◆ Task prompt:
What lines in the records below include the word "errors"? Return each one.

━━ Exercise inputs ━━

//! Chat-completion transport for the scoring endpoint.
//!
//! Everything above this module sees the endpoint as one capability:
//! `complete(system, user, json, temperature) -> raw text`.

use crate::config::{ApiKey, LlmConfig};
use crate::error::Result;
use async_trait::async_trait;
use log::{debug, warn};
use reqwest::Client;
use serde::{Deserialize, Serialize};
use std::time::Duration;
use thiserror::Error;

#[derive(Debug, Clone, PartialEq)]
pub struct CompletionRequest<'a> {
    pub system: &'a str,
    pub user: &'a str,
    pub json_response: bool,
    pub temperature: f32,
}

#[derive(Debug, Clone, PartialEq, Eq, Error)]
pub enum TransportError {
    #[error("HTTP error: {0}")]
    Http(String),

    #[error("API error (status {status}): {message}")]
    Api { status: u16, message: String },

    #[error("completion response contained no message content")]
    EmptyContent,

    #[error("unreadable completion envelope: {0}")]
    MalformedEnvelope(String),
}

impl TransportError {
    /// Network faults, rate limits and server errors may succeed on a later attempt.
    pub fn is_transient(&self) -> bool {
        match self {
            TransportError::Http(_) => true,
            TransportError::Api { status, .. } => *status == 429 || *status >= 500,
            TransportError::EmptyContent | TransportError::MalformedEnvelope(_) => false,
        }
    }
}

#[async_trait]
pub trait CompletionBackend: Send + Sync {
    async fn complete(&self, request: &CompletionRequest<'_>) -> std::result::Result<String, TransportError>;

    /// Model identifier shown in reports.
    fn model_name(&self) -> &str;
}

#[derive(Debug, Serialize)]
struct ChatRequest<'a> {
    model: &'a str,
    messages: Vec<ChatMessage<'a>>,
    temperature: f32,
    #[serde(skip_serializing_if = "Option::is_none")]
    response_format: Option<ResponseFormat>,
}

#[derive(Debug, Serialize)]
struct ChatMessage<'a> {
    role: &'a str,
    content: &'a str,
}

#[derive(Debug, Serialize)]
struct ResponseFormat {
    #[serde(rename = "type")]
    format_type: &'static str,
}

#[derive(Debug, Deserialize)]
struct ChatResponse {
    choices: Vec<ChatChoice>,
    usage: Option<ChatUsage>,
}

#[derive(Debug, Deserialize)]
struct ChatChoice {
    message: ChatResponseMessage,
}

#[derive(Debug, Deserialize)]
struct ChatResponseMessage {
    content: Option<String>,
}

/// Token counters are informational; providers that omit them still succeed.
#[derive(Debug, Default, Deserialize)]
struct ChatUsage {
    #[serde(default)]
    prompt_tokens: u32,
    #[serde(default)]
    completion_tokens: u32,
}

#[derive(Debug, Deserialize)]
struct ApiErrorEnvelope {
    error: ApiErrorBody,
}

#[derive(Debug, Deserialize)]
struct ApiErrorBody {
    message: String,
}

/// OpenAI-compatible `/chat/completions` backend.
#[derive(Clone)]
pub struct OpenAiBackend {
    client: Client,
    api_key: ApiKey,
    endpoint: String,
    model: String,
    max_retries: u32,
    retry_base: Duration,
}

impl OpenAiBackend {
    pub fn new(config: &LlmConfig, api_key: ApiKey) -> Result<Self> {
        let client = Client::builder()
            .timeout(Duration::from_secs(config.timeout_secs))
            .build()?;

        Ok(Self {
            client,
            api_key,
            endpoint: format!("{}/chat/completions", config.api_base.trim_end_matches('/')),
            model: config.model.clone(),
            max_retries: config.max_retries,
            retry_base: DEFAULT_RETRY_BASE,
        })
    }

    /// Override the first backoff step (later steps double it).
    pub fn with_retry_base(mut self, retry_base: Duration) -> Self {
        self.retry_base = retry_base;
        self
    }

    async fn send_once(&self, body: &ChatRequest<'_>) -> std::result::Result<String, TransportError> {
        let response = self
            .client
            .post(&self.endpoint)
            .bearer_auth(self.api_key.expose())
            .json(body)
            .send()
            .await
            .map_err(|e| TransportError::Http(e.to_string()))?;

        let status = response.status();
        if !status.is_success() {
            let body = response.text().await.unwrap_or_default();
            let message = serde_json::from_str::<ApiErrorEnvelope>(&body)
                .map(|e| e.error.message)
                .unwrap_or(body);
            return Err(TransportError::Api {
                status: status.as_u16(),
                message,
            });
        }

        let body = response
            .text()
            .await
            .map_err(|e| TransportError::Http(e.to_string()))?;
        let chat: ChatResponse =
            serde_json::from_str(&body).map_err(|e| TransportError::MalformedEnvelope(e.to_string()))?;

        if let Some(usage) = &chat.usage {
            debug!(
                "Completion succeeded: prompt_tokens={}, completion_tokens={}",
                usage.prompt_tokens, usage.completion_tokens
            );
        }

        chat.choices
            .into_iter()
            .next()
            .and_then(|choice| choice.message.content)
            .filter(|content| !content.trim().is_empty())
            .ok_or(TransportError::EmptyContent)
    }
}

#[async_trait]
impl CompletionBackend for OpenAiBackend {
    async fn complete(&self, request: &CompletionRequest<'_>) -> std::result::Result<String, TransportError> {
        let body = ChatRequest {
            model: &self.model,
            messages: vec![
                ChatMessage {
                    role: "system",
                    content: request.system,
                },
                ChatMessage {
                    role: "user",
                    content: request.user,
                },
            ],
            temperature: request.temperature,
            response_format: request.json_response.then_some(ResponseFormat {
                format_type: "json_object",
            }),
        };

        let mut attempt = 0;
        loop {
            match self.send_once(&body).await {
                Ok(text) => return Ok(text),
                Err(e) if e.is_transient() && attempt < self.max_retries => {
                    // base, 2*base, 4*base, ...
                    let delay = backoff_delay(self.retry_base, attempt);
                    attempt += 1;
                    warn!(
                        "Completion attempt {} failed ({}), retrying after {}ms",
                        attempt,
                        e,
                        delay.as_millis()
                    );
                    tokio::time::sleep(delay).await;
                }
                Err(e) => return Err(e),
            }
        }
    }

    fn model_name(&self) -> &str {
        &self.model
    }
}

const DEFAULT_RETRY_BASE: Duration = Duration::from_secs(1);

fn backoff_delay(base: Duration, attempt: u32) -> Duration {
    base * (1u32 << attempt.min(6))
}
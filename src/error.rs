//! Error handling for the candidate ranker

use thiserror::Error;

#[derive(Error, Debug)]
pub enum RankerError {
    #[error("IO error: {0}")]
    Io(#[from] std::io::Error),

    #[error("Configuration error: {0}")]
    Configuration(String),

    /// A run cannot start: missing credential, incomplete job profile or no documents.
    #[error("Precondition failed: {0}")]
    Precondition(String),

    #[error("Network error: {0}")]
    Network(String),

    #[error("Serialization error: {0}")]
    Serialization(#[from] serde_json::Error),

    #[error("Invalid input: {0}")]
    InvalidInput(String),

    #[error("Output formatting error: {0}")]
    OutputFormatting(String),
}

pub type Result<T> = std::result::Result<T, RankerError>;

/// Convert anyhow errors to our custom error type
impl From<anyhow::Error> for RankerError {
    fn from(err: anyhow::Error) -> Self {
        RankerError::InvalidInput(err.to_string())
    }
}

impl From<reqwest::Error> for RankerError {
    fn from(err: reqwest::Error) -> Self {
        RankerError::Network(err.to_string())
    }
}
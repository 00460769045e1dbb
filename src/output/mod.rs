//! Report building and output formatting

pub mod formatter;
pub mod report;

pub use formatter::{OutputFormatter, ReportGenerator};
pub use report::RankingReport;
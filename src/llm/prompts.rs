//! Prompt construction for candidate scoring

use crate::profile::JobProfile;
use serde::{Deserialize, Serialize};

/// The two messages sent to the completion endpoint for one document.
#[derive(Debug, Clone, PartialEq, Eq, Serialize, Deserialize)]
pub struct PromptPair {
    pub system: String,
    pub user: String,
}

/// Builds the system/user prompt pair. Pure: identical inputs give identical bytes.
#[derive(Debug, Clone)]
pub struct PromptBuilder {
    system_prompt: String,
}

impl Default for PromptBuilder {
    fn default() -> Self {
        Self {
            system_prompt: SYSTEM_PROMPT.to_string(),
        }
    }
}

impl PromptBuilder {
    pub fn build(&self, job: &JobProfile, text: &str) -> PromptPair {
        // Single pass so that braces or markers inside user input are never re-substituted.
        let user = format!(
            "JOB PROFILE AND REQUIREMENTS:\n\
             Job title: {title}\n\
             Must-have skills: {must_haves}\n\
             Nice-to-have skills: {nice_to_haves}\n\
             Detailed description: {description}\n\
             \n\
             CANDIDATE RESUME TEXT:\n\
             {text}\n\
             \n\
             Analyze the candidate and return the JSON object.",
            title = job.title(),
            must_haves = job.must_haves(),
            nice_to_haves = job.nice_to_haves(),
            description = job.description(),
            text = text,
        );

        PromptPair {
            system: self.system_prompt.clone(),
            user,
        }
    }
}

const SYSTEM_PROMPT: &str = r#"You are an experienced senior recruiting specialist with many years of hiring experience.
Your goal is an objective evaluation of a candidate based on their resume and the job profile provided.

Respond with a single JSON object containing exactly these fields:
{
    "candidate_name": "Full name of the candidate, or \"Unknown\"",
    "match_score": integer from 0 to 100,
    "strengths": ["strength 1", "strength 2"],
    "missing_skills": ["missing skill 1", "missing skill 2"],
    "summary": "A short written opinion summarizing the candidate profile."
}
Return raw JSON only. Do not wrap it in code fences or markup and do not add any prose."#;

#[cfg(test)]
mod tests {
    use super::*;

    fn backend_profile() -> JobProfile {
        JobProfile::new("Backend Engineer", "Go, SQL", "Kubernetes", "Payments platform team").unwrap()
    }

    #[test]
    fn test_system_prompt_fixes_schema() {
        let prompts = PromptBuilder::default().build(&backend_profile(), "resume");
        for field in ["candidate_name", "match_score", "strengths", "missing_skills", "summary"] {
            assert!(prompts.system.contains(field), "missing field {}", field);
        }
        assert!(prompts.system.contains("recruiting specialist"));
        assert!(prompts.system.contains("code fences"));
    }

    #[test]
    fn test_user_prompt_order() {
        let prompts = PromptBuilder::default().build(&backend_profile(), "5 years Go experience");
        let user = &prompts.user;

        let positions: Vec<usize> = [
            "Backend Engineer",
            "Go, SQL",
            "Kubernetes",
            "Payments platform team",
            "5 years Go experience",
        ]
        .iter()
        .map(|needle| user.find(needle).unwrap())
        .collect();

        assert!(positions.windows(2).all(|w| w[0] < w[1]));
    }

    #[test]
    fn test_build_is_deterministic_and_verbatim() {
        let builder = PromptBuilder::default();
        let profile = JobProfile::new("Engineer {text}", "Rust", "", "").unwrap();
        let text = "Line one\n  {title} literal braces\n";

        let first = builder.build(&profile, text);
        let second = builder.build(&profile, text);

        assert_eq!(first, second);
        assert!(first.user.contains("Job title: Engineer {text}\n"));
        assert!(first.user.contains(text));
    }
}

━━━

◆ Result for this task:
    /// Network faults, rate limits and server errors may succeed on a later attempt.
/// Convert anyhow errors to our custom error type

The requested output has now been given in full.